Data for review:
-- Opening Marker --
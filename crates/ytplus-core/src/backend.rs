//! Seams to the host-provided player widget
//!
//! The widget, the script that provides it and the host timer live outside
//! this crate. Hosts implement these traits and feed widget callbacks back
//! into [`Player::handle_widget_event`](crate::Player::handle_widget_event).

use crate::config::EmbedConfig;
use crate::types::{PlaybackQuality, Size};
use crate::Result;
use std::time::Duration;

/// The loaded player API (`window.YT` in a browser)
pub trait PlayerApi {
    /// Construct a widget that replaces the element with the given id
    fn create_player(
        &self,
        element_id: &str,
        config: &EmbedConfig,
    ) -> Result<Box<dyn PlayerBackend>>;

    /// Origin reported to the widget in the `origin` embed parameter
    fn origin(&self) -> String;
}

/// One live widget instance.
///
/// Methods mirror the iframe API; getters are only meaningful once the
/// widget has signalled ready.
pub trait PlayerBackend {
    fn play_video(&mut self);
    fn pause_video(&mut self);
    fn stop_video(&mut self);
    fn seek_to(&mut self, seconds: f64, allow_seek_ahead: bool);

    fn load_video_by_id(&mut self, video_id: &str, start_seconds: f64);
    fn cue_video_by_id(&mut self, video_id: &str, start_seconds: f64);

    fn set_volume(&mut self, volume: u8);
    fn volume(&self) -> u8;
    fn mute(&mut self);
    fn un_mute(&mut self);
    fn is_muted(&self) -> bool;

    fn set_size(&mut self, size: Size);
    /// Size of the iframe element
    fn size(&self) -> Size;

    fn set_playback_rate(&mut self, rate: f64);
    fn playback_rate(&self) -> f64;
    fn available_playback_rates(&self) -> Vec<f64>;

    fn set_playback_quality(&mut self, quality: PlaybackQuality);
    fn playback_quality(&self) -> PlaybackQuality;
    fn available_quality_levels(&self) -> Vec<PlaybackQuality>;

    fn duration(&self) -> f64;
    fn current_time(&self) -> f64;
    /// Fraction of the video the widget has buffered, 0.0 to 1.0
    fn video_loaded_fraction(&self) -> f64;
    /// Raw widget state code
    fn player_state(&self) -> i32;

    /// Remove the widget from the page
    fn destroy(&mut self);
}

/// Periodic timer driving synthesized time updates.
///
/// While running, the host calls [`Player::tick`](crate::Player::tick) once per period.
pub trait Ticker {
    fn start(&mut self, period: Duration);
    fn stop(&mut self);
    fn is_running(&self) -> bool;
}

/// Callbacks raised by the widget
#[derive(Debug, Clone, PartialEq)]
pub enum WidgetEvent {
    /// The widget accepts commands from now on
    Ready,
    /// Raw state code
    StateChange(i32),
    PlaybackQualityChange(PlaybackQuality),
    PlaybackRateChange(f64),
    /// Raw error code
    Error(i32),
}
-- Closing Marker --
What to work on: Set down the records again verbatim, so that each word stays as it is.

Written solution:
filename crates/ytplus-core/src/backend.rs
//! Seams to the host-provided player widget
//!
//! The widget, the script that provides it and the host timer live outside
//! this crate. Hosts implement these traits and feed widget callbacks back
//! into [`Player::handle_widget_event`](crate::Player::handle_widget_event).

use crate::config::EmbedConfig;
use crate::types::{PlaybackQuality, Size};
use crate::Result;
use std::time::Duration;

/// The loaded player API (`window.YT` in a browser)
pub trait PlayerApi {
    /// Construct a widget that replaces the element with the given id
    fn create_player(
        &self,
        element_id: &str,
        config: &EmbedConfig,
    ) -> Result<Box<dyn PlayerBackend>>;

    /// Origin reported to the widget in the `origin` embed parameter
    fn origin(&self) -> String;
}

/// One live widget instance.
///
/// Methods mirror the iframe API; getters are only meaningful once the
/// widget has signalled ready.
pub trait PlayerBackend {
    fn play_video(&mut self);
    fn pause_video(&mut self);
    fn stop_video(&mut self);
    fn seek_to(&mut self, seconds: f64, allow_seek_ahead: bool);

    fn load_video_by_id(&mut self, video_id: &str, start_seconds: f64);
    fn cue_video_by_id(&mut self, video_id: &str, start_seconds: f64);

    fn set_volume(&mut self, volume: u8);
    fn volume(&self) -> u8;
    fn mute(&mut self);
    fn un_mute(&mut self);
    fn is_muted(&self) -> bool;

    fn set_size(&mut self, size: Size);
    /// Size of the iframe element
    fn size(&self) -> Size;

    fn set_playback_rate(&mut self, rate: f64);
    fn playback_rate(&self) -> f64;
    fn available_playback_rates(&self) -> Vec<f64>;

    fn set_playback_quality(&mut self, quality: PlaybackQuality);
    fn playback_quality(&self) -> PlaybackQuality;
    fn available_quality_levels(&self) -> Vec<PlaybackQuality>;

    fn duration(&self) -> f64;
    fn current_time(&self) -> f64;
    /// Fraction of the video the widget has buffered, 0.0 to 1.0
    fn video_loaded_fraction(&self) -> f64;
    /// Raw widget state code
    fn player_state(&self) -> i32;

    /// Remove the widget from the page
    fn destroy(&mut self);
}

/// Periodic timer driving synthesized time updates.
///
/// While running, the host calls [`Player::tick`](crate::Player::tick) once per period.
pub trait Ticker {
    fn start(&mut self, period: Duration);
    fn stop(&mut self);
    fn is_running(&self) -> bool;
}

/// Callbacks raised by the widget
#[derive(Debug, Clone, PartialEq)]
pub enum WidgetEvent {
    /// The widget accepts commands from now on
    Ready,
    /// Raw state code
    StateChange(i32),
    PlaybackQualityChange(PlaybackQuality),
    PlaybackRateChange(f64),
    /// Raw error code
    Error(i32),
}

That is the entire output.